[Tango-L] FLOORING: HARDWOOD OR LAMINATE?

joanneprochaska@aol.com joanneprochaska at aol.com
Thu Nov 19 11:28:03 EST 2009


I have found no difference in dancing on hardwood compared to laminate. 

The difference is in how the floor is installed, if the subfloor is a concrete slab. 
 If the floor (either type) is installed directly on a concrete slab, then your legs and feet get tired much more quickly, because there is no cushion underfoot.
If the floor (either type) is installed  as a "floating" floor, (i.e., with some type of riser intstalled over the concrete to lift the floor off the concrete slab),  then the floor has some "give" under it and your feet and legs do not get as tired.
In our house (built on a slab), the floor contractor used plywood strips as the risers under our maple hardwood dancefloor.  We love it, and we can dance all day and all night on it.
I have heard that there are rubber discs that can be used as risers under the wood flooring.  I am sure that would also be good.  I don't know the lifespan of the rubber discs.  You would have to find someone who used that product to get a recommendation.
As far as your basement, I would personally install the laminate in the "floating" configuration, because the investment is less costly than the cost of hardwood.  If the basement gets water in it, the loss would be less than if the hardwood got soaked.  I still would definitely use the floating configuration for the installation, for the benefit of my legs and feet.

In your bedroom, the better investment is hardwood flooring. You can refinish hardwood many times, and it will last for hundreds of years.  Laminate is limited, in that you can only refinish it once.
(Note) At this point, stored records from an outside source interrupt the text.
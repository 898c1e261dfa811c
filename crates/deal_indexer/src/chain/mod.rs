//! Backing-source access: the indexer query service and the chain RPC node.

pub(crate) mod fetch;
mod indexer;
mod rpc;

pub use fetch::FetchError;
pub(crate) use fetch::Fetcher;
pub(crate) use indexer::IndexerClient;
pub(crate) use rpc::ChainRpc;
pub use rpc::{compute_unit_calldata, OnchainComputeUnit};
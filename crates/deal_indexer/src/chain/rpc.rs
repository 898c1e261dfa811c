//! Chain RPC client: reads finality-sensitive compute unit state from the
//! market contract with `eth_call`.
//!
//! A zero worker id in the `getComputeUnit` return means the unit is not
//! bound to a worker.

use crate::chain::fetch::{FetchError, Fetcher};
use alloy::primitives::{hex, Address, B256, U256};
use alloy::sol;
use alloy::sol_types::SolCall;
use serde::{Deserialize, Serialize};
use serde_json::Value;
use tracing::debug;
use url::Url;

sol! {
    function getComputeUnit(bytes32 id) external view returns (bytes32 workerId, uint256 collateral);
}

/// Compute unit state as recorded on chain.
#[derive(Clone, Debug, PartialEq, Eq)]
pub struct OnchainComputeUnit {
    /// Lowercase `0x` hex, `None` when unbound.
    pub worker_id: Option<String>,
    /// Collateral in the payment token's base units.
    pub collateral: U256,
}

#[derive(Serialize)]
struct RpcRequest<'a> {
    jsonrpc: &'static str,
    id: u64,
    method: &'a str,
    params: Value,
}

#[derive(Deserialize)]
struct RpcResponse {
    result: Option<Value>,
    error: Option<RpcErrorBody>,
}

#[derive(Deserialize)]
struct RpcErrorBody {
    code: i64,
    message: String,
}

pub(crate) struct ChainRpc {
    url: Url,
    market_address: Address,
    fetcher: Fetcher,
}

impl ChainRpc {
    pub(crate) fn new(url: Url, market_address: Address, fetcher: Fetcher) -> Self {
        Self {
            url,
            market_address,
            fetcher,
        }
    }

    async fn call(&self, method: &str, params: Value) -> Result<Value, FetchError> {
        let req = RpcRequest {
            jsonrpc: "2.0",
            id: 1,
            method,
            params,
        };
        let body = self
            .fetcher
            .post_json(&self.url, &serde_json::to_value(&req)?)
            .await?;
        let resp: RpcResponse = serde_json::from_str(&body)?;
        if let Some(err) = resp.error {
            return Err(FetchError::Rpc {
                code: err.code,
                message: err.message,
            });
        }
        resp.result
            .ok_or_else(|| FetchError::Malformed(format!("{method}: neither result nor error")))
    }

    /// `unit_id` is a 32-byte hex id.
    pub(crate) async fn compute_unit(&self, unit_id: &str) -> Result<OnchainComputeUnit, FetchError> {
        let data = compute_unit_calldata(unit_id)?;
        let params = serde_json::json!([
            { "to": hex::encode_prefixed(self.market_address), "data": data },
            "latest"
        ]);
        let result = self.call("eth_call", params).await?;
        let hex_str = result
            .as_str()
            .ok_or_else(|| FetchError::Malformed(format!("eth_call result is not a string: {result}")))?;
        let unit = decode_compute_unit(hex_str)?;
        debug!(unit = %unit_id, bound = unit.worker_id.is_some(), "on-chain compute unit");
        Ok(unit)
    }

    pub(crate) fn request_count(&self) -> u64 {
        self.fetcher.request_count()
    }
}

/// ABI-encoded `getComputeUnit(unit_id)` call data, `0x`-prefixed.
pub fn compute_unit_calldata(unit_id: &str) -> Result<String, FetchError> {
    let id: B256 = unit_id
        .trim()
        .parse()
        .map_err(|e| FetchError::Malformed(format!("compute unit id {unit_id}: {e}")))?;
    Ok(hex::encode_prefixed(getComputeUnitCall { id }.abi_encode()))
}

fn decode_compute_unit(result: &str) -> Result<OnchainComputeUnit, FetchError> {
    let bytes =
        hex::decode(result).map_err(|e| FetchError::Malformed(format!("eth_call result: {e}")))?;
    let ret = getComputeUnitCall::abi_decode_returns(&bytes)
        .map_err(|e| FetchError::Malformed(format!("getComputeUnit return: {e}")))?;
    let worker_id = (!ret.workerId.is_zero()).then(|| hex::encode_prefixed(ret.workerId));
    Ok(OnchainComputeUnit {
        worker_id,
        collateral: ret.collateral,
    })
}
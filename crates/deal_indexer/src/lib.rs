//! deal_indexer: read-only client for a compute marketplace.
//!
//! Lists and inspects providers, offers and deals by querying an indexer
//! service, optionally confirming compute unit state against the market
//! contract over chain RPC. Never signs or submits transactions.

pub mod chain;
pub mod client;
pub mod config;
pub mod error;
pub mod mapper;
pub mod model;
pub mod query;

pub use alloy::primitives::Address;
pub use chain::{FetchError, OnchainComputeUnit};
pub use client::DealIndexerClient;
pub use config::{ClientConfig, ClientConfigFile};
pub use error::{ClientError, Result};
pub use mapper::{IntegrityError, NormalizeError};
pub use model::{
    ComputeUnit, Deal, DealStatus, DealSummary, Effector, Offer, OfferSummary, PaymentToken, Peer,
    Provider, ProviderSummary, Revenue, RevenueByDay,
};
pub use query::{
    Bounds, DealFilter, IndexerQuery, ListingOrder, OfferFilter, Page, ProviderOrder,
    ProviderSearch, StatusFilter, MAX_PAGE_SIZE,
};
pub use tokio_util::sync::CancellationToken;
//! Tab completion for command names and directory entries.
//!
//! The first token of a line completes against the fixed command set;
//! any later token completes against the entries of the current
//! directory. Matching is plain prefix matching and returns every
//! candidate in source order; the caller decides what to do with them.

use crate::fs::{resolve_path, MemFs};

/// The fixed command set, in the order completion offers it.
pub const AVAILABLE_COMMANDS: &[&str] = &[
    "help", "echo", "pwd", "ls", "cd", "cat", "touch", "mkdir", "rm", "mv", "cp", "whoami",
    "date", "creator", "sudo", "apt-get", "clear",
];

/// Result of applying a completion to an input line.
#[derive(Debug, Clone, PartialEq, Eq)]
pub enum Completion {
    /// Exactly one candidate; the rewritten input line, already suffixed
    /// with `/` for a directory or a space otherwise.
    Single(String),
    /// Several candidates; the input stays unchanged.
    Multiple(Vec<String>),
    /// Nothing matched.
    None,
}

/// Split a partial line into its completed tokens and the fragment being
/// completed. A line ending in whitespace has an empty fragment.
fn split_fragment(partial: &str) -> (Vec<&str>, &str) {
    let mut tokens: Vec<&str> = partial.split_whitespace().collect();
    if partial.ends_with(char::is_whitespace) || tokens.is_empty() {
        (tokens, "")
    } else {
        let fragment = tokens.pop().unwrap_or("");
        (tokens, fragment)
    }
}

/// All candidates matching the last token of `partial` by prefix.
pub async fn completions(fs: &MemFs, cursor: &str, partial: &str) -> Vec<String> {
    let (tokens, fragment) = split_fragment(partial);

    if tokens.is_empty() {
        AVAILABLE_COMMANDS
            .iter()
            .filter(|cmd| cmd.starts_with(fragment))
            .map(|cmd| cmd.to_string())
            .collect()
    } else {
        match fs.list(cursor).await {
            Ok(entries) => entries
                .into_iter()
                .filter(|e| e.name.starts_with(fragment))
                .map(|e| e.name)
                .collect(),
            Err(_) => Vec::new(),
        }
    }
}

/// Complete `partial` and, for a single candidate, rewrite the line with
/// the candidate applied.
pub async fn complete_line(fs: &MemFs, cursor: &str, partial: &str) -> Completion {
    let matches = completions(fs, cursor, partial).await;

    match matches.len() {
        0 => Completion::None,
        1 => {
            let candidate = &matches[0];
            let (tokens, _) = split_fragment(partial);
            let mut line = tokens.join(" ");
            if !line.is_empty() {
                line.push(' ');
            }
            line.push_str(candidate);

            let is_dir = fs.is_directory(&resolve_path(cursor, candidate)).await;
            line.push(if is_dir { '/' } else { ' ' });
            Completion::Single(line)
        }
        _ => Completion::Multiple(matches),
    }
}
Laminate has only a thin layer of wood on the top of the engineered material, and that layer is greatly reduced when you sand it and refinish it, so you can only refinish it once.
If your subfloor is plywood, then I don't think it is necessary to install risers under the flooring to ensure comfortable dancing.  A plywood subfloor is already a surface that will offer some "give" under your hardwood or laminate flooring.

Happy dancing!
Joanne Pogros
Cleveland, Ohio
www.tangocleveland.com




-----Original Message-----
From: PAUL SATO <sato160 at gmail.com>
To: tango-l at mit.edu
Sent: Mon, Nov 16, 2009 4:11 pm
Subject: [Tango-L] FLOORING: HARDWOOD OR LAMINATE?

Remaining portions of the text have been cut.